'''

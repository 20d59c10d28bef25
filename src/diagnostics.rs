// Copyright (c) 2025, Jason Jenkins
// SPDX-License-Identifier: BSD-3-Clause

//! Diagnostics sink for recoverable warnings.
//!
//! Loading and saving collect per-point and per-field warnings instead of
//! failing. Every warning pushed here is logged through the `log` facade and
//! kept so that it can be handed back to the caller as data. An optional
//! callback lets a host forward warnings as they occur.

use std::fmt;

/// Callback invoked for every warning as it is recorded.
pub type WarningCallback = Box<dyn FnMut(&str)>;

/// Collects warnings and logs them as they arrive.
#[derive(Default)]
pub struct Diagnostics {
    warnings: Vec<String>,
    callback: Option<WarningCallback>,
}

impl fmt::Debug for Diagnostics {
    fn fmt(&self, f: &mut fmt::Formatter<'_>) -> fmt::Result {
        f.debug_struct("Diagnostics")
            .field("warnings", &self.warnings)
            .field("callback", &self.callback.is_some())
            .finish()
    }
}

impl Diagnostics {
    /// Create an empty sink.
    pub fn new() -> Self {
        Self::default()
    }

    /// Create a sink that also forwards each warning to `callback`.
    pub fn with_callback(callback: WarningCallback) -> Self {
        Self {
            warnings: Vec::new(),
            callback: Some(callback),
        }
    }

    /// Record a warning.
    pub fn warn(&mut self, message: impl Into<String>) {
        let message = message.into();
        log::warn!("{}", message);
        if let Some(callback) = self.callback.as_mut() {
            callback(&message);
        }
        self.warnings.push(message);
    }

    /// Record warnings produced elsewhere (already logged by their producer).
    pub fn extend_quiet<I: IntoIterator<Item = String>>(&mut self, warnings: I) {
        for message in warnings {
            if let Some(callback) = self.callback.as_mut() {
                callback(&message);
            }
            self.warnings.push(message);
        }
    }

    pub fn warnings(&self) -> &[String] {
        &self.warnings
    }

    pub fn len(&self) -> usize {
        self.warnings.len()
    }

    pub fn is_empty(&self) -> bool {
        self.warnings.is_empty()
    }

    /// Consume the sink, returning the collected warnings in order.
    pub fn into_warnings(self) -> Vec<String> {
        self.warnings
    }
}
// Copyright (c) 2025, Jason Jenkins
// SPDX-License-Identifier: BSD-3-Clause

//! Error types for file reading, writing and project application.
//!
//! Validation problems (out-of-range points, inconsistent timestamps,
//! metadata mismatches) are never errors: they are collected as warnings
//! through [`crate::diagnostics::Diagnostics`]. The variants here are the
//! failures that abort an operation.

use std::path::PathBuf;
use thiserror::Error;

/// Crate-wide result alias.
pub type Result<T> = std::result::Result<T, Error>;

/// Errors that abort a read, write or project application.
#[derive(Debug, Error)]
pub enum Error {
    /// Structural violation of the CSV track-file contract
    #[error("Format error on line {line}: {message}")]
    Format { line: usize, message: String },

    /// Filesystem failure, propagated unchanged
    #[error(transparent)]
    Io(#[from] std::io::Error),

    /// Malformed JSON project document
    #[error("Invalid JSON project file: {0}")]
    Json(#[from] serde_json::Error),

    /// Malformed YAML project document
    #[error("Invalid YAML project file: {0}")]
    Yaml(#[from] serde_yaml::Error),

    /// File extension not handled by the project serializer
    #[error("Unsupported file extension: {0:?}")]
    UnsupportedExtension(PathBuf),

    /// Data stored in meters without a usable scale factor
    #[error("Data is stored in meters but no valid scale factor is recorded")]
    MissingScale,

    /// Project document without its metadata section
    #[error("Project is missing its metadata section")]
    MissingMetadata,
}

impl Error {
    /// Build a format error for the given 1-based line number.
    pub fn format(line: usize, message: impl Into<String>) -> Self {
        Self::Format {
            line,
            message: message.into(),
        }
    }
}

'''

◆ Prompt
Reproduce each line above exactly.

◆ Task solution
repository 20d59c10d28bef25
filename src/diagnostics.rs
// Copyright (c) 2025, Jason Jenkins
// SPDX-License-Identifier: BSD-3-Clause

//! Diagnostics sink for recoverable warnings.
//!
//! Loading and saving collect per-point and per-field warnings instead of
//! failing. Every warning pushed here is logged through the `log` facade and
//! kept so that it can be handed back to the caller as data. An optional
//! callback lets a host forward warnings as they occur.

use std::fmt;

/// Callback invoked for every warning as it is recorded.
pub type WarningCallback = Box<dyn FnMut(&str)>;

/// Collects warnings and logs them as they arrive.
#[derive(Default)]
pub struct Diagnostics {
    warnings: Vec<String>,
    callback: Option<WarningCallback>,
}

impl fmt::Debug for Diagnostics {
    fn fmt(&self, f: &mut fmt::Formatter<'_>) -> fmt::Result {
        f.debug_struct("Diagnostics")
            .field("warnings", &self.warnings)
            .field("callback", &self.callback.is_some())
            .finish()
    }
}

impl Diagnostics {
    /// Create an empty sink.
    pub fn new() -> Self {
        Self::default()
    }

    /// Create a sink that also forwards each warning to `callback`.
    pub fn with_callback(callback: WarningCallback) -> Self {
        Self {
            warnings: Vec::new(),
            callback: Some(callback),
        }
    }

    /// Record a warning.
    pub fn warn(&mut self, message: impl Into<String>) {
        let message = message.into();
        log::warn!("{}", message);
        if let Some(callback) = self.callback.as_mut() {
            callback(&message);
        }
        self.warnings.push(message);
    }

    /// Record warnings produced elsewhere (already logged by their producer).
    pub fn extend_quiet<I: IntoIterator<Item = String>>(&mut self, warnings: I) {
        for message in warnings {
            if let Some(callback) = self.callback.as_mut() {
                callback(&message);
            }
            self.warnings.push(message);
        }
    }

    pub fn warnings(&self) -> &[String] {
        &self.warnings
    }

    pub fn len(&self) -> usize {
        self.warnings.len()
    }

    pub fn is_empty(&self) -> bool {
        self.warnings.is_empty()
    }

    /// Consume the sink, returning the collected warnings in order.
    pub fn into_warnings(self) -> Vec<String> {
        self.warnings
    }
}
// Copyright (c) 2025, Jason Jenkins
// SPDX-License-Identifier: BSD-3-Clause

//! Error types for file reading, writing and project application.
//!
//! Validation problems (out-of-range points, inconsistent timestamps,
//! metadata mismatches) are never errors: they are collected as warnings
//! through [`crate::diagnostics::Diagnostics`]. The variants here are the
//! failures that abort an operation.

use std::path::PathBuf;
use thiserror::Error;

/// Crate-wide result alias.
pub type Result<T> = std::result::Result<T, Error>;

/// Errors that abort a read, write or project application.
#[derive(Debug, Error)]
pub enum Error {
    /// Structural violation of the CSV track-file contract
    #[error("Format error on line {line}: {message}")]
    Format { line: usize, message: String },

    /// Filesystem failure, propagated unchanged
    #[error(transparent)]
    Io(#[from] std::io::Error),

    /// Malformed JSON project document
    #[error("Invalid JSON project file: {0}")]
    Json(#[from] serde_json::Error),

    /// Malformed YAML project document
    #[error("Invalid YAML project file: {0}")]
    Yaml(#[from] serde_yaml::Error),

    /// File extension not handled by the project serializer
    #[error("Unsupported file extension: {0:?}")]
    UnsupportedExtension(PathBuf),

    /// Data stored in meters without a usable scale factor
    #[error("Data is stored in meters but no valid scale factor is recorded")]
    MissingScale,

    /// Project document without its metadata section
    #[error("Project is missing its metadata section")]
    MissingMetadata,
}

impl Error {
    /// Build a format error for the given 1-based line number.
    pub fn format(line: usize, message: impl Into<String>) -> Self {
        Self::Format {
            line,
            message: message.into(),
        }
    }
}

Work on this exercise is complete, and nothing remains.